Write Better Collateral

Marketing and communication go hand-in-hand, and from print pieces to online documents, it’s important for successful businesses to have the right types of marketing collateral. Marketing collateral is used to support the sale products and services, and also to provide thought leadership pieces for the business as a whole. Each piece serves a purpose.

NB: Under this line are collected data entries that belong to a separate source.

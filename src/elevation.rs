//! Command construction and privilege elevation for backend tools
//!
//! Restoring or saving kernel state needs root (CAP_NET_ADMIN). zonewall is
//! normally run as root and then spawns the tools directly. When it is not,
//! the tool invocation is wrapped in an elevation helper.
//!
//! # Elevation Strategy
//!
//! - **Preferred**: `run0` when available (systemd v256+, no SUID)
//! - **Terminal fallback**: `sudo`
//! - **No terminal**: `pkexec`
//!
//! # Network namespaces
//!
//! With a namespace configured, the tool runs as
//! `ip netns exec <ns> <tool> ...`, and the elevation helper (if any) wraps
//! the whole `ip` invocation.
//!
//! # Environment Variables
//!
//! - `ZONEWALL_ELEVATION_METHOD`: Force a specific elevation method (`sudo`, `run0`, or `pkexec`).
//! - `ZONEWALL_TEST_NO_ELEVATION`: Bypass elevation entirely (for testing only).
//!
//! # Security
//!
//! Commands are constructed as argument vectors, never through a shell.

use tokio::process::Command;

/// Error type for privilege elevation operations
#[derive(Debug, thiserror::Error)]
pub enum ElevationError {
    /// A configured command line has no program
    #[error("Empty command line configured")]
    EmptyCommand,

    /// pkexec binary not found in PATH
    #[error("pkexec not found - please install PolicyKit")]
    PkexecNotFound,

    /// Requested elevation method is not available (binary not found)
    #[error("Elevation method '{0}' is not available (binary not found)")]
    MethodNotAvailable(String),

    /// Invalid value for `ZONEWALL_ELEVATION_METHOD`
    #[error("Invalid ZONEWALL_ELEVATION_METHOD '{0}'. Valid options: sudo, run0, pkexec")]
    InvalidMethod(String),
}

/// Checks if a binary exists in PATH
fn binary_exists(name: &str) -> bool {
    std::env::var_os("PATH")
        .and_then(|paths| {
            std::env::split_paths(&paths).find_map(|dir| {
                let full_path = dir.join(name);
                if full_path.is_file() {
                    Some(full_path)
                } else {
                    None
                }
            })
        })
        .is_some()
}

/// Whether the current process can talk to the packet filter without help
pub fn is_root() -> bool {
    nix::unistd::getuid().is_root()
}

/// Full argument vector for a tool: namespace wrapper, configured argv, extra args
fn tool_argv(argv: &[String], extra: &[&str], netns: Option<&str>) -> Vec<String> {
    let mut full = Vec::with_capacity(argv.len() + extra.len() + 4);
    if let Some(ns) = netns {
        full.extend(["ip", "netns", "exec", ns].map(String::from));
    }
    full.extend(argv.iter().cloned());
    full.extend(extra.iter().map(|s| (*s).to_string()));
    full
}

fn wrapped(helper: &str, argv: &[String]) -> Command {
    let mut cmd = Command::new(helper);
    cmd.args(argv);
    cmd
}

fn direct(argv: &[String]) -> Command {
    let mut cmd = Command::new(&argv[0]);
    cmd.args(&argv[1..]);
    cmd
}

/// Creates a command for a backend tool, elevated if necessary.
///
/// `argv` is the configured command line (program plus leading arguments),
/// `extra` is appended after it.
///
/// # Errors
///
/// - [`ElevationError::EmptyCommand`] if `argv` is empty
/// - [`ElevationError::InvalidMethod`] / [`ElevationError::MethodNotAvailable`]
///   for a bad `ZONEWALL_ELEVATION_METHOD`
/// - [`ElevationError::PkexecNotFound`] when no elevation helper is usable
pub fn create_elevated_command(
    argv: &[String],
    extra: &[&str],
    netns: Option<&str>,
) -> Result<Command, ElevationError> {
    if argv.is_empty() {
        return Err(ElevationError::EmptyCommand);
    }
    let full = tool_argv(argv, extra, netns);

    // 1. Strict Test Mode Override (Highest Priority)
    if std::env::var("ZONEWALL_TEST_NO_ELEVATION").is_ok() {
        return Ok(direct(&full));
    }

    // 2. Direct Root Execution (No prompt needed)
    if is_root() {
        return Ok(direct(&full));
    }

    // 3. Explicit elevation method override
    if let Ok(method) = std::env::var("ZONEWALL_ELEVATION_METHOD") {
        let method = method.to_lowercase();
        if !method.is_empty() {
            return match method.as_str() {
                "sudo" | "run0" | "pkexec" => {
                    if binary_exists(&method) {
                        Ok(wrapped(&method, &full))
                    } else {
                        Err(ElevationError::MethodNotAvailable(method))
                    }
                }
                _ => Err(ElevationError::InvalidMethod(method)),
            };
        }
    }

    // 4. Automatic detection
    if binary_exists("run0") {
        return Ok(wrapped("run0", &full));
    }

    let is_atty = {
        use std::os::fd::AsFd;
        nix::unistd::isatty(std::io::stdin().as_fd()).unwrap_or(false)
    };

    if is_atty {
        Ok(wrapped("sudo", &full))
    } else if binary_exists("pkexec") {
        Ok(wrapped("pkexec", &full))
    } else {
        Err(ElevationError::PkexecNotFound)
    }
}
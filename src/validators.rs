//! Static checks on configuration names
//!
//! The restore tools reject over-long or malformed names with an error that
//! points at a line number of the generated script. Checking the names up
//! front reports the offending zone, chain or set instead, and does it before
//! anything touches the kernel.

use crate::core::compiler::dispatcher_chain;
use crate::core::error::{Error, Result};
use crate::core::model::Config;

/// Kernel limit for interface names (IFNAMSIZ - 1)
pub const MAX_INTERFACE_LEN: usize = 15;

/// xtables limit for chain names (XT_EXTENSION_MAXNAMELEN - 1)
pub const MAX_CHAIN_LEN: usize = 28;

/// ipset limit for set names (IPSET_MAXNAMELEN - 1)
pub const MAX_IPSET_NAME_LEN: usize = 31;

/// Validates a network interface name as used in `-i` / `-o` matches.
///
/// Linux kernel interface name rules:
/// - Max 15 characters (IFNAMSIZ - 1)
/// - Alphanumeric, dot, dash, underscore only, plus a trailing `+` wildcard
/// - Cannot be "." or ".."
///
/// # Examples
///
/// ```
/// use zonewall::validators::validate_interface;
///
/// assert!(validate_interface("eth0").is_ok());
/// assert!(validate_interface("veth+").is_ok());
/// assert!(validate_interface("this-name-is-too-long").is_err());
/// ```
///
/// # Errors
///
/// Returns `Err` if interface name violates kernel constraints.
pub fn validate_interface(name: &str) -> std::result::Result<(), String> {
    if name.is_empty() {
        return Err("Interface name cannot be empty".to_string());
    }

    if name.len() > MAX_INTERFACE_LEN {
        return Err(format!(
            "Interface name '{name}' too long (max {MAX_INTERFACE_LEN} characters)"
        ));
    }

    if name == "." || name == ".." {
        return Err("Invalid interface name".to_string());
    }

    let stem = name.strip_suffix('+').unwrap_or(name);
    if !stem
        .chars()
        .all(|c| c.is_ascii_alphanumeric() || matches!(c, '.' | '-' | '_'))
    {
        return Err(format!("Interface name '{name}' contains invalid characters"));
    }

    Ok(())
}

/// Validates a user-defined chain name.
///
/// # Errors
///
/// Returns `Err` if the name is empty, longer than [`MAX_CHAIN_LEN`],
/// contains whitespace or starts with `-`.
pub fn validate_chain_name(name: &str) -> std::result::Result<(), String> {
    if name.is_empty() {
        return Err("Chain name cannot be empty".to_string());
    }

    if name.len() > MAX_CHAIN_LEN {
        return Err(format!(
            "Chain name '{name}' too long (max {MAX_CHAIN_LEN} characters)"
        ));
    }

    if name.starts_with('-') || name.chars().any(char::is_whitespace) {
        return Err(format!("Chain name '{name}' is not a valid chain name"));
    }

    Ok(())
}

/// Validates an ipset name.
///
/// # Errors
///
/// Returns `Err` if the name is empty, too long or contains whitespace.
pub fn validate_ipset_name(name: &str) -> std::result::Result<(), String> {
    if name.is_empty() {
        return Err("Ipset name cannot be empty".to_string());
    }

    if name.len() > MAX_IPSET_NAME_LEN {
        return Err(format!(
            "Ipset name '{name}' too long (max {MAX_IPSET_NAME_LEN} characters)"
        ));
    }

    if name.chars().any(char::is_whitespace) {
        return Err(format!("Ipset name '{name}' contains whitespace"));
    }

    Ok(())
}

/// Validates a network namespace name for filesystem safety.
///
/// The name becomes a path segment under the restore directory, so:
/// - Alphanumeric, underscores, dots and hyphens only
/// - Max 64 chars
/// - Rejects "." and "..": path traversal protection
///
/// # Errors
///
/// Returns `Err` if the name could escape or break the restore directory.
pub fn validate_netns_name(name: &str) -> std::result::Result<(), String> {
    if name.is_empty() {
        return Err("Namespace name cannot be empty".to_string());
    }

    if name.len() > 64 {
        return Err("Namespace name too long (max 64 chars)".to_string());
    }

    if name == "." || name == ".." {
        return Err("Invalid namespace name".to_string());
    }

    if !name
        .chars()
        .all(|c| c.is_ascii_alphanumeric() || matches!(c, '_' | '-' | '.'))
    {
        return Err(format!(
            "Namespace name '{name}' contains invalid characters (use only a-z, 0-9, _, -, .)"
        ));
    }

    Ok(())
}

/// Checks every name in `config` and reports all problems at once.
///
/// # Errors
///
/// Returns [`Error::Config`] listing each invalid interface, chain or set name.
pub fn validate_config(config: &Config) -> Result<()> {
    let mut problems = Vec::new();

    for (zone, params) in &config.zones {
        for interface in &params.interfaces {
            if let Err(e) = validate_interface(interface) {
                problems.push(format!("zone '{zone}': {e}"));
            }
        }
        for chains in params.rules.values() {
            for chain in chains.keys() {
                if let Err(e) = validate_chain_name(&dispatcher_chain(zone, chain)) {
                    problems.push(format!("zone '{zone}': {e}"));
                }
            }
        }
    }

    for (table, chains) in &config.global.helper_chains {
        for chain in chains.keys() {
            if let Err(e) = validate_chain_name(chain) {
                problems.push(format!("helper chain in {table}: {e}"));
            }
        }
    }

    for name in config.ipsets.keys() {
        if let Err(e) = validate_ipset_name(name) {
            problems.push(e);
        }
    }

    if problems.is_empty() {
        Ok(())
    } else {
        Err(Error::Config(problems.join("; ")))
    }
}
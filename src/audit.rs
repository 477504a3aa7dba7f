/// Audit logging for privileged operations
///
/// Every apply, persist, rollback, reset and confirmation outcome is recorded
/// as one JSON object per line. Events from one invocation share a run id,
/// and applied scripts are identified by their SHA-256 checksum.
use serde::{Deserialize, Serialize};
use sha2::{Digest, Sha256};
use std::path::{Path, PathBuf};
use tokio::io::AsyncWriteExt;
use uuid::Uuid;

/// Types of auditable events
#[derive(Debug, Clone, Copy, PartialEq, Eq, Serialize, Deserialize)]
#[serde(rename_all = "snake_case")]
pub enum EventType {
    Apply,
    Confirm,
    Persist,
    Rollback,
    Reset,
    Verify,
}

/// A single audit log entry
#[derive(Debug, Clone, Serialize, Deserialize)]
pub struct AuditEvent {
    /// When the event occurred (UTC)
    pub timestamp: chrono::DateTime<chrono::Utc>,

    /// Invocation the event belongs to
    pub run_id: Uuid,

    pub event_type: EventType,

    pub success: bool,

    /// Additional structured data about the event
    pub details: serde_json::Value,

    /// Error message if operation failed
    pub error: Option<String>,
}

impl AuditEvent {
    pub fn new(
        run_id: Uuid,
        event_type: EventType,
        success: bool,
        details: serde_json::Value,
        error: Option<String>,
    ) -> Self {
        Self {
            timestamp: chrono::Utc::now(),
            run_id,
            event_type,
            success,
            details,
            error,
        }
    }
}

/// Hex SHA-256 of a script, as recorded in event details
pub fn checksum(text: &str) -> String {
    let digest = Sha256::digest(text.as_bytes());
    digest.iter().map(|b| format!("{b:02x}")).collect()
}

/// Audit log writer
#[derive(Debug, Clone)]
pub struct AuditLog {
    log_path: PathBuf,
}

impl AuditLog {
    /// Log in the user state directory
    ///
    /// # Errors
    ///
    /// Returns `Err` if the state directory cannot be determined or created
    pub fn new() -> std::io::Result<Self> {
        let dir = crate::utils::get_state_dir().ok_or_else(|| {
            std::io::Error::new(std::io::ErrorKind::NotFound, "State directory not found")
        })?;
        crate::utils::ensure_dir(&dir)?;

        Ok(Self::at(dir.join("audit.log")))
    }

    /// Log at an explicit path
    pub fn at(path: impl Into<PathBuf>) -> Self {
        Self {
            log_path: path.into(),
        }
    }

    /// Appends an event to the audit log
    ///
    /// # Errors
    ///
    /// Returns `Err` if file cannot be opened or written
    pub async fn log(&self, event: AuditEvent) -> std::io::Result<()> {
        let json = serde_json::to_string(&event)?;

        let mut file = tokio::fs::OpenOptions::new()
            .create(true)
            .append(true)
            .open(&self.log_path)
            .await?;

        file.write_all(json.as_bytes()).await?;
        file.write_all(b"\n").await?;
        file.sync_all().await?;

        Ok(())
    }

    /// Records an event, logging (not returning) a write failure
    pub async fn record(
        &self,
        run_id: Uuid,
        event_type: EventType,
        details: serde_json::Value,
        error: Option<String>,
    ) {
        let event = AuditEvent::new(run_id, event_type, error.is_none(), details, error);
        if let Err(e) = self.log(event).await {
            tracing::warn!("Failed to write audit log: {}", e);
        }
    }

    /// Reads the most recent events from the log, newest first
    ///
    /// # Errors
    ///
    /// Returns `Err` if file cannot be read
    pub async fn read_recent(&self, count: usize) -> std::io::Result<Vec<AuditEvent>> {
        let content = tokio::fs::read_to_string(&self.log_path).await?;

        let events: Vec<AuditEvent> = content
            .lines()
            .rev()
            .take(count)
            .filter_map(|line| serde_json::from_str(line).ok())
            .collect();

        Ok(events)
    }

    pub fn path(&self) -> &Path {
        &self.log_path
    }
}

#[cfg(test)]
mod tests {
    use super::*;

    #[test]
    fn test_checksum() {
        assert_eq!(
            checksum(""),
            "e3b0c44298fc1c149afbf4c8996fb92427ae41e4649b934ca495991b7852b855"
        );
        assert_ne!(checksum("*filter\nCOMMIT\n"), checksum("*nat\nCOMMIT\n"));
    }

    #[test]
    fn test_event_serialization() {
        let event = AuditEvent::new(
            Uuid::nil(),
            EventType::Rollback,
            false,
            serde_json::json!({"failures": 2}),
            Some("ip rules: exit 1".to_string()),
        );

        let json = serde_json::to_string(&event).unwrap();
        assert!(json.contains("\"rollback\""));
        assert!(json.contains("ip rules: exit 1"));
    }

    #[test]
    fn test_event_deserialization() {
        let json = r#"{"timestamp":"2024-01-01T00:00:00Z","run_id":"00000000-0000-0000-0000-000000000000","event_type":"apply","success":true,"details":{},"error":null}"#;
        let event: AuditEvent = serde_json::from_str(json).unwrap();

        assert!(event.success);
        assert_eq!(event.event_type, EventType::Apply);
    }

    #[tokio::test]
    async fn test_record_and_read_recent() {
        let dir = tempfile::tempdir().unwrap();
        let log = AuditLog::at(dir.path().join("audit.log"));
        let run_id = Uuid::new_v4();

        log.record(run_id, EventType::Apply, serde_json::json!({}), None)
            .await;
        log.record(
            run_id,
            EventType::Confirm,
            serde_json::json!({"outcome": "timed_out"}),
            Some("timed out".into()),
        )
        .await;

        let events = log.read_recent(10).await.unwrap();
        assert_eq!(events.len(), 2);
        assert_eq!(events[0].event_type, EventType::Confirm);
        assert!(!events[0].success);
        assert!(events[1].success);
        assert!(events.iter().all(|e| e.run_id == run_id));
    }
}
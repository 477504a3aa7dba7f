/// Dry-run verification of compiled rule scripts
///
/// Feeds a script to `iptables-restore --test` (or the ip6 variant), which
/// parses and validates every line against the running kernel without
/// committing anything.
use crate::core::backend::CommandBackend;
use crate::core::error::{Result, Target};
use crate::core::model::Family;
use regex::Regex;
use std::sync::LazyLock;
use tracing::{info, warn};

static ERROR_LINE: LazyLock<Regex> = LazyLock::new(|| {
    Regex::new(r"(?i)error occurred at line:?\s*(\d+)").expect("line pattern is valid")
});

/// Result of a script verification
#[derive(Debug, Clone)]
pub struct VerifyResult {
    pub success: bool,
    pub errors: Vec<String>,
    /// 1-based line of the script the tool rejected, if it said so
    pub failed_line: Option<usize>,
}

impl VerifyResult {
    pub fn success() -> Self {
        Self {
            success: true,
            errors: Vec::new(),
            failed_line: None,
        }
    }

    pub fn failure(errors: Vec<String>, failed_line: Option<usize>) -> Self {
        Self {
            success: false,
            errors,
            failed_line,
        }
    }
}

/// Verifies `text` for `family` without applying it.
///
/// A rejected script is an `Ok` result with `success == false`; only failing
/// to run the tool at all is an `Err`.
///
/// # Errors
///
/// Returns `Err` if the restore command cannot be built or spawned.
pub async fn verify_rules(
    backend: &CommandBackend,
    family: Family,
    text: &str,
) -> Result<VerifyResult> {
    info!(%family, "verifying rules via restore --test");

    let output = backend
        .spawn_with_input(
            Target::Rules(family),
            backend.commands().restore(family),
            &["--test"],
            Some(text),
        )
        .await?;

    if output.status.success() {
        info!(%family, "rule verification passed");
        return Ok(VerifyResult::success());
    }

    let stderr = String::from_utf8_lossy(&output.stderr);
    warn!(%family, "rule verification failed: {}", stderr.trim());

    let failed_line = parse_failed_line(&stderr);
    let mut errors = parse_restore_errors(&stderr);
    if let Some(line) = failed_line
        && let Some(content) = text.lines().nth(line.saturating_sub(1))
    {
        errors.push(format!("line {line}: {content}"));
    }

    Ok(VerifyResult::failure(errors, failed_line))
}

/// Extracts the `Error occurred at line: N` number
fn parse_failed_line(stderr: &str) -> Option<usize> {
    ERROR_LINE
        .captures(stderr)
        .and_then(|caps| caps.get(1))
        .and_then(|m| m.as_str().parse().ok())
}

/// Turns restore stderr into readable messages
///
/// Drops blank lines, the usage hint and the line marker (reported
/// separately), and strips the `iptables-restore v1.8.x (nf_tables): ` prefix.
fn parse_restore_errors(stderr: &str) -> Vec<String> {
    stderr
        .lines()
        .map(str::trim)
        .filter(|line| !line.is_empty())
        .filter(|line| !line.starts_with("Try `"))
        .filter(|line| !ERROR_LINE.is_match(line))
        .map(|line| {
            let line = if line.contains("tables-restore") {
                line.split_once("): ")
                    .or_else(|| line.split_once(": "))
                    .map_or(line, |(_, rest)| rest)
            } else {
                line
            };
            line.to_string()
        })
        .collect()
}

Typical marketing collateral includes:

  • Brochures
  • Case Studies
  • Checklists
  • Data Sheets
  • eBooks
  • Fact Sheets
  • Flyers
  • Infographics
  • Landing Pages
  • Leave-Behind Handouts
  • Magazines
  • Newsletters
  • Presentations
  • Pricing Guides
  • Product Demonstrations
  • Reports
  • Sell Sheets
  • Solution Briefs
  • Testimonials
  • Videos
  • White Papers

For maximum impact, content must be actionable, current, educational and engaging. But content will look and sound (or read) a little different depending on if your business is B2B (“business-to-business”) or B2C (“business-to-consumer”). You may approach topics from similar angles and use the same channels, but you must understand your audience to write effective content. The “what” and the “why” of marketing remains the same, regardless of what you’re trying to sell, but the “how” of it all that will play an important role in the types of decisions you make moving forward.

B2B marketing is all about solving problems and showing how your solutions meets customers’ needs in the most compelling, logical, rational ways possible. B2C can play more to a person’s emotions. Instead of showing how your product can make someone’s job easier, you’re showing how your company can make a customer’s life better. Also, B2B markets are usually a little smaller with more niche audiences who care about the same core pain points. B2C markets are much larger, and messaging is broader.
For the rest of this blog post, we’ll focus on B2B content and how you can make it better.

Create Compelling Content

Your first step is the select the right format for your content. Do you need a piece that is very visual with graphs, chart, diagrams, iconography or photos? It’s good to include some kind of images in any piece of collateral you create, but some templates or collateral types are better for telling a more visual story.

Also, are you creating a highly-technical piece with a lot of details, including product features, government regulation codes, industry standards, mathematical formulas and more? Or is your piece more narrative and persuasive? Pick the best format to fit your story and best connect with your audience.

Next, outline your content. If you’re writing any piece that’s two pages or longer, you can typically use a structure like this:

  • Introduction — Define the topic or explain the problem.
  • Challenge — Mention your customer’s pain points.
  • Body — Get into the meat of your discussion and resolve the challenge. Use subheads, bullets and numbered lists to better organize your content. If applicable, use stats, facts, visual elements and customer quotes to support your case. Be as detailed as needed, and show your expertise.
  • Pitch — For many B2B pieces of collateral, it makes more sense to mention your products or services at the end of the document after you’ve fully described the problem and explained the need.
  • Call-to-Action — Tell the reader what to do next, such a visit your website or request a demo.

 

In B2B marketing, many of your customers need and expect technical content. Through white papers, solution briefs, eBooks, data sheets, case studies and more, you must inform your audience will also captivating the reader, increasing trust, strengthening perceived value and building brand loyalty. Plus, let’s not forget that marketing is just once piece in the puzzle, and you’re also looking to generate new leads and create more sales.